I believe this approach was flawed at many levels both therapeutic and at the recognition of individualised need for therapy help and personal pace. Personalised services were the kinds of things we were promised which have been overtaken by large planning and system delivery gurus ..
There was plenty of supply sides (unharnessed) for therapies already in the private sector and if MH patients had had a patient choice culture through say local purchasing (GP level) then slowly a culture of decent therapies would have taken root and the useless practitioners would have been weeded out by patient satisfaction being measured at a local level ..
There's no competition with the State so the State cannot claim a Patient Choice culture and in mental health as I say we were promised Patient Choice and better personalised budgets for recovery and we've seen bagger all that cuts the mustard, and now we are getting welfare deformed-reform oppression
The Mild to Moderate depressive category of those out of work who were going to be the first candidates of CBT is another example the strange language of system driven welfare reform bureacracy . People with depression present differently with different reasons for being depressed and many (excluding Bipolar) have years of compressed misery and likely or not special events they need to emotionally alleiviate and resolve ..
CBT as its promoted is simplistic and its going to be played with by graduate-workers employed by the NHS… That is wrong …
After 36 years of seeing mental health suffering of all varieties I can honestly say I think that's a mistake and there are plenty of skilled practitioners out their in the market place where Patient's could get a real choice to find ways to resolve their pain , depression and misery .. The money was there in 2004 but the Govt saw fit to create NIMHE (now defunct) which went on to spend in excess of £100 million. I see that as a major loss of treatment opportunity for people who needed therapy choices years ago .. The market was left untapped and even alienated by the insistence it come under Govt control through the Health Professions Council despite bodies like UKCP and BACP and others having adequate ethical comittees and complaint processes.

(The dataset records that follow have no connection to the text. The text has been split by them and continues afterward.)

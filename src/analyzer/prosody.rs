//! Pitch, intonation, pause, and tempo extraction — §4.3.
//!
//! Pitch is estimated by lag-domain autocorrelation rather than an FFT: the
//! search range sits well within one frame's sample count, so a direct
//! correlation sum is both simpler and fast enough for this scale.

use std::collections::VecDeque;

use super::Analyzer;
use crate::error::{Result, TalkyTalkError};
use crate::frame::{AudioFrame, FrameBuffer};
use crate::results::AnalysisResult;
use crate::state::PipelineState;

const PITCH_HISTORY_LEN: usize = 25;
const INTONATION_WINDOW: usize = 5;
const INTONATION_SLOPE_THRESHOLD_HZ: f32 = 5.0;
const AUTOCORR_PEAK_RATIO_MIN: f32 = 0.3;
const TEMPO_MIN_BUFFER_MS: u64 = 500;
const ENVELOPE_WINDOW: usize = 160;

#[derive(Debug, Clone)]
pub struct ProsodyAnalyzer {
    min_pitch_hz: f32,
    max_pitch_hz: f32,
    pitch_history: VecDeque<f32>,
    current_pause_start: Option<u64>,
}

impl ProsodyAnalyzer {
    pub fn try_new(min_pitch_hz: f32, max_pitch_hz: f32) -> Result<Self> {
        if min_pitch_hz <= 0.0 || max_pitch_hz <= 0.0 || min_pitch_hz >= max_pitch_hz {
            return Err(TalkyTalkError::Config(format!(
                "invalid pitch range: min={min_pitch_hz} max={max_pitch_hz}"
            )));
        }
        Ok(Self {
            min_pitch_hz,
            max_pitch_hz,
            pitch_history: VecDeque::with_capacity(PITCH_HISTORY_LEN),
            current_pause_start: None,
        })
    }

    /// Mean-center, autocorrelate, and pick the best lag in
    /// `[sample_rate/max_pitch_hz, sample_rate/min_pitch_hz]`.
    /// Returns `None` if the peak isn't a confident periodic signal.
    fn estimate_pitch(&self, samples: &[f32], sample_rate: u32) -> Option<f32> {
        let n = samples.len();
        if n < 4 {
            return None;
        }

        let mean = samples.iter().sum::<f32>() / n as f32;
        let centered: Vec<f32> = samples.iter().map(|s| s - mean).collect();

        let min_lag = (sample_rate as f32 / self.max_pitch_hz).round() as usize;
        let max_lag = ((sample_rate as f32 / self.min_pitch_hz).round() as usize).min(n - 1);
        if min_lag == 0 || min_lag >= max_lag {
            return None;
        }

        let autocorr_0: f32 = centered.iter().map(|s| s * s).sum();
        if autocorr_0 <= 0.0 {
            return None;
        }

        let mut best_lag = min_lag;
        let mut best_value = f32::MIN;
        for lag in min_lag..=max_lag {
            let value: f32 = (0..n - lag).map(|i| centered[i] * centered[i + lag]).sum();
            if value > best_value {
                best_value = value;
                best_lag = lag;
            }
        }

        if best_value / autocorr_0 < AUTOCORR_PEAK_RATIO_MIN {
            return None;
        }

        Some(sample_rate as f32 / best_lag as f32)
    }

    fn pitch_variance(&self) -> f64 {
        if self.pitch_history.len() <= 2 {
            return 0.0;
        }
        let n = self.pitch_history.len() as f64;
        let mean = self.pitch_history.iter().map(|&p| p as f64).sum::<f64>() / n;
        self.pitch_history
            .iter()
            .map(|&p| {
                let d = p as f64 - mean;
                d * d
            })
            .sum::<f64>()
            / n
    }

    /// Least-squares slope over the last `INTONATION_WINDOW` pitch samples.
    fn intonation_slope(&self) -> Option<f32> {
        if self.pitch_history.len() < INTONATION_WINDOW {
            return None;
        }
        let window: Vec<f32> = self
            .pitch_history
            .iter()
            .rev()
            .take(INTONATION_WINDOW)
            .rev()
            .copied()
            .collect();
        let n = window.len() as f32;
        let xs: Vec<f32> = (0..window.len()).map(|i| i as f32).collect();
        let x_mean = xs.iter().sum::<f32>() / n;
        let y_mean = window.iter().sum::<f32>() / n;
        let num: f32 = xs
            .iter()
            .zip(window.iter())
            .map(|(x, y)| (x - x_mean) * (y - y_mean))
            .sum();
        let den: f32 = xs.iter().map(|x| (x - x_mean).powi(2)).sum();
        if den == 0.0 {
            return None;
        }
        Some(num / den)
    }

    fn tempo(&self, buffer: &FrameBuffer, sample_rate: u32) -> Option<f32> {
        if buffer.duration_ms() < TEMPO_MIN_BUFFER_MS {
            return None;
        }
        let samples = buffer.concatenate();
        if samples.len() < ENVELOPE_WINDOW * 2 {
            return None;
        }

        let hop = ENVELOPE_WINDOW / 2;
        let mut envelope: Vec<f32> = Vec::new();
        let mut start = 0;
        while start + ENVELOPE_WINDOW <= samples.len() {
            let window = &samples[start..start + ENVELOPE_WINDOW];
            envelope.push(crate::frame::rms(window));
            start += hop;
        }
        if envelope.len() < 3 {
            return None;
        }

        // Length-3 boxcar smoothing.
        let smoothed: Vec<f32> = (0..envelope.len())
            .map(|i| {
                let lo = i.saturating_sub(1);
                let hi = (i + 1).min(envelope.len() - 1);
                let window = &envelope[lo..=hi];
                window.iter().sum::<f32>() / window.len() as f32
            })
            .collect();

        let mean = smoothed.iter().sum::<f32>() / smoothed.len() as f32;
        let threshold = 0.5 * mean;
        let crossings = smoothed
            .windows(2)
            .filter(|w| w[0] <= threshold && w[1] > threshold)
            .count();

        let duration_secs = samples.len() as f32 / sample_rate as f32;
        if duration_secs <= 0.0 {
            return None;
        }
        Some(crossings as f32 / duration_secs)
    }
}

impl Analyzer for ProsodyAnalyzer {
    fn name(&self) -> &str {
        "prosody"
    }

    fn analyze(
        &mut self,
        frame: &AudioFrame,
        buffer: &FrameBuffer,
        state: &PipelineState,
    ) -> Result<AnalysisResult> {
        let is_speech = state
            .result("vad")
            .map(|r| r.get_bool("is_speech", false))
            .unwrap_or(false);

        let mut pitch_hz = 0.0f32;
        if is_speech && frame.rms() > 0.01 {
            if let Some(pitch) = self.estimate_pitch(frame.samples(), frame.config.sample_rate) {
                pitch_hz = pitch;
                if self.pitch_history.len() == PITCH_HISTORY_LEN {
                    self.pitch_history.pop_front();
                }
                self.pitch_history.push_back(pitch);
            }
        }

        let pitch_variance = self.pitch_variance();
        let slope = self.intonation_slope();
        let is_rising = slope.map(|s| s > INTONATION_SLOPE_THRESHOLD_HZ).unwrap_or(false);
        let is_falling = slope.map(|s| s < -INTONATION_SLOPE_THRESHOLD_HZ).unwrap_or(false);

        let pause_duration_ms = if is_speech {
            match self.current_pause_start.take() {
                Some(start) => frame.timestamp_ms.saturating_sub(start),
                None => 0,
            }
        } else {
            if self.current_pause_start.is_none() {
                self.current_pause_start = Some(frame.timestamp_ms);
            }
            frame
                .timestamp_ms
                .saturating_sub(self.current_pause_start.unwrap())
        };

        let tempo = self.tempo(buffer, frame.config.sample_rate).unwrap_or(0.0);

        let mut result = AnalysisResult::new(self.name(), frame.frame_id, frame.timestamp_ms);
        result
            .set_number("pitch_hz", pitch_hz as f64)
            .set_number("pitch_variance", pitch_variance)
            .set_bool("is_rising_intonation", is_rising)
            .set_bool("is_falling_intonation", is_falling)
            .set_number("pause_duration_ms", pause_duration_ms as f64)
            .set_number("tempo", tempo as f64)
            .set_number("speech_rate", tempo as f64);
        Ok(result)
    }

    fn reset(&mut self) {
        self.pitch_history.clear();
        self.current_pause_start = None;
    }
}

#[cfg(test)]
mod tests {
    use super::*;
    use crate::config::AudioConfig;
    use approx::assert_relative_eq;

    fn sine_frame(freq_hz: f32, amplitude: f32, sample_rate: u32, len: usize) -> AudioFrame {
        let samples: Vec<f32> = (0..len)
            .map(|i| {
                amplitude
                    * (2.0 * std::f32::consts::PI * freq_hz * i as f32 / sample_rate as f32).sin()
            })
            .collect();
        AudioFrame::new(samples, 0, 0, AudioConfig::default())
    }

    fn speaking_state() -> PipelineState {
        let mut state = PipelineState::new();
        let mut vad_result = AnalysisResult::new("vad", 0, 0);
        vad_result.set_bool("is_speech", true);
        state.publish(vad_result);
        state
    }

    #[test]
    fn rejects_invalid_pitch_range() {
        assert!(ProsodyAnalyzer::try_new(500.0, 50.0).is_err());
        assert!(ProsodyAnalyzer::try_new(0.0, 500.0).is_err());
    }

    #[test]
    fn estimates_pitch_of_clean_sine_within_tolerance() {
        let analyzer = ProsodyAnalyzer::try_new(50.0, 500.0).unwrap();
        let frame = sine_frame(200.0, 0.5, 16000, 320);
        let pitch = analyzer
            .estimate_pitch(frame.samples(), 16000)
            .expect("expected a pitch estimate for a clean sine");
        assert_relative_eq!(pitch, 200.0, epsilon = 5.0);
    }

    #[test]
    fn silence_yields_no_pitch() {
        let mut analyzer = ProsodyAnalyzer::try_new(50.0, 500.0).unwrap();
        let frame = AudioFrame::silence(0, 0, AudioConfig::default());
        let result = analyzer
            .analyze(&frame, &FrameBuffer::new(50, 1000), &PipelineState::new())
            .unwrap();
        assert_eq!(result.get_number("pitch_hz", -1.0), 0.0);
    }

    #[test]
    fn rising_pitch_history_is_classified_rising() {
        let mut analyzer = ProsodyAnalyzer::try_new(50.0, 500.0).unwrap();
        let state = speaking_state();
        let buffer = FrameBuffer::new(50, 1000);
        let mut last = None;
        for freq in [150.0, 170.0, 190.0, 210.0, 230.0, 250.0] {
            let frame = sine_frame(freq, 0.5, 16000, 320);
            last = Some(analyzer.analyze(&frame, &buffer, &state).unwrap());
        }
        let result = last.unwrap();
        assert!(result.get_bool("is_rising_intonation", false));
        assert!(!result.get_bool("is_falling_intonation", true));
    }

    #[test]
    fn pause_duration_accumulates_during_silence_and_reports_on_resume() {
        let mut analyzer = ProsodyAnalyzer::try_new(50.0, 500.0).unwrap();
        let buffer = FrameBuffer::new(50, 1000);
        let mut state = PipelineState::new();
        let mut silent_vad = AnalysisResult::new("vad", 0, 0);
        silent_vad.set_bool("is_speech", false);
        state.publish(silent_vad);

        let silent_frame = |ts: u64| AudioFrame::new(vec![0.0; 320], 0, ts, AudioConfig::default());
        analyzer.analyze(&silent_frame(0), &buffer, &state).unwrap();
        let r = analyzer.analyze(&silent_frame(400), &buffer, &state).unwrap();
        assert_eq!(r.get_number("pause_duration_ms", -1.0), 400.0);

        let speaking = speaking_state();
        let speech_frame = sine_frame(200.0, 0.5, 16000, 320);
        let r2 = analyzer.analyze(&speech_frame, &buffer, &speaking).unwrap();
        assert!(r2.get_number("pause_duration_ms", -1.0) >= 0.0);
    }
}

CBT is not Patient Choice - its being used for State dominion - Neither in my opinion is it a depth approach to resolve difficult emotional pains and states by actually feeling them towards resolution and integration, which is an emotionally realistic way to deal with most of the human condition.
Its a lightweight application with limited scope and I think many MH patients and people in the community will be shortchanged by it - if its allied to deeper emotional approaches and acceptances of peoples feelings, and feeling states towards resolution, then maybe it will become useful because then it creates a place for recognition of feelings - proportionality of reaction, and past and present and how one can serve to whip up reactions in the other .
I do hope you like my evidence base ..
Silvis Rivers
USERWATCH & COGBOTTERY EVIDENCE BASE
LORD BRETT :
Silvisrivers
yes I like your `evidence-base`. It made me smile and that is always welcome in my book.
I share your scepticism at the new use of CBT and the almost factory-style production of `fast-track` IAPT practitioners who will be as limited in their ability in all likelihood as their rushed training implies.
However, those of us who trained a while ago and took many years to do it, including starting with a nursing qualification and many years of experience in that field too might feel slightly irritated that because CBT has been co-opted by NuLab, many people including sad to say, your good self view it as lightweight and trivial as the politicians who seem to push its use.
This view of CBT as not addressing `real issues` and a `quick fix` simply reveals a lack of knowledge of the subject and is in a sense, as lightweight, uninformed and thin a dismissal as the behaviour of those you claim to despise.
SILVIS RIVERS :
Lord Brett
Hey if you feel you are adequate fine ... I have not personalised this issue - and your sadness is noted but so is the pain of others in my community of mental health Users that are shortchanged by system top down thinking and would be welfare reform applications
Welfare Reform and the top down way its being planned included CBT jackboots too or maybe they should be called "Dick-boots" after a certain person who is economical with therapy .
Personalisation of services has gone out of the NHS window and welfare reform has become the new psycho-work-alot religion . Even Job Centre staff hover in and and around NHS mental health Trusts.. Its intimidating and upsetting people . Some of us are so affected by the assault of the planning gurus that we do wonder if death is better . Now that's being hurt .
But on therapy there should have crucially been choices not just one favoured application (CBT) and all the training money to my mind gone to it is wasted when its obvious we could have enjoyed monitored patient choices years ago using available local supply sides . God knows some of us could have grown into more functionality .
The whole point for me and others in the User-community was to believe in a patient recovery led by choices and incremental growth . Its what we were all promised . I've seen CBT used by "practitioners" in the NHS where they expect the patient to do"homework" to identify negatively co-reinforcing thought and feeling patterns and the poor boggers have been lost .
I've talked to these people and discovered so many are seriously wounded people from life and they need deeper more empathically providing applications
After your post I have taken a decision to ask USERWATCH to make an exception against CBT slagging off and therefore you have been offered a Dogology .. Now this is rare
I'd swipe a copy of it quick ..
SEE HERE A special dogology to Lord Brett ..
Seeeeee now I do have the power of magical smiling and wickedish therapy which makes Lords laugh ..
Silvis Rivers
USERWATCH
Lord Brett
Silvis Rivers ! Your 1% per cent disagreement figure here !
There's a sketch of a mental health User colleague - Yep - a neck bolted cogbottery success story
SEE HERE : So seee I have an evidence base Lord Brett
However , Welfare and Reform, and CBT supply eh ? .. Oh yes, many do know they are all woven policies
The supply sides of therapy up and down the country available through PCT's , Trusts and GP surgeries are coming on stream with the £173 million of Govt funding over several years.
The Govt took it upon themselves to push CBT – it was endorsed of course as part of the welfare to work reforms by Dick Layard (LSE) to get people back to work and some very simplistic things were claimed of it like 10 – 12 sessions would see many thousands go back to work as CBT successes.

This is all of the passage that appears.